Posted: Thu 11th Jun 2020

Updated: Thu 11th Jun

Welsh Mountain Zoo ‘looking into abyss’ due to lack of clarity over reopening date says boss

North Wales news and information
This article is old - Published: Thursday, Jun 11th, 2020

The boss of the Welsh Mountain Zoo says it is “looking down into the abyss” due to the lack of clarity provided by the Welsh Government on when it can reopen.

It was announced this week, that zoos, safari parks and drive-in cinemas in England can reopen from Monday subject to social distancing measures being put in place.

Wales’ Economy Minister Ken Skates yesterday said he hoped a future review would allow zoos to open their doors at some stage over the summer, but offered no firm indication of when that would be.

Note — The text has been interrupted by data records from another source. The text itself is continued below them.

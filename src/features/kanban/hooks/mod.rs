pub mod use_card_actions;
pub mod use_drag;
pub mod use_query;

pub use use_card_actions::{use_card_actions, BoardActions, RouterNavigator};
pub use use_drag::{
    provide_drag_context, use_drag_context, DragContext, DragSessionProvider, DraggableHandle,
    DROPPABLE_ATTR,
};
pub use use_query::{provide_query_client, use_query, use_query_client, QueryClient, QueryState};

Nick Jackson, chief executive officer of the National Zoo of Wales – which runs the Colwyn Bay zoo – has now warned it could close for good unless more information is forthcoming soon.

He told BBC Radio Wales Breakfast this morning: “What we were hearing from the Senedd yesterday has given us no reassurance.

“We are not hearing anything that there is a possibility we are going to be allowed to reopen.

“We are haemorrhaging money from our reserve fund. We are looking down into the abyss.

“We can keep going for a couple of months at most. We need to know when we can reopen and when funding can come back into us.”

Mr Skates defended the government’s stance at yesterday’s daily press conference and highlighted the level of financial support provides to zoos in Wales during the pandemic.

He said the Welsh Mountain Zoo alone had received almost £350,000 through the Development Bank of Wales and the Economic Resilience Fund.

He said: “We are determined to do everything we can to help the 13 licensed zoos across Wales.

“I’m pleased to be able to tell the public today that to date, we have been able to make eight offers of financial support or grants available to zoos in Wales – grants that simply would not have been available in England.

“We are also determined to make sure that we support the animal welfare of zoos as well and making sure that our chief veterinary officer and her team of officers are in regular contact with zoos across the length and breadth of Wales.

“There will come a point where zoos can open safely, and I hope that that point is sooner rather than later, but we have to make sure that they can reopen in a safe way.

“That means introducing the guidance that is available to them. It means making sure that the public have confidence to be able to access them.”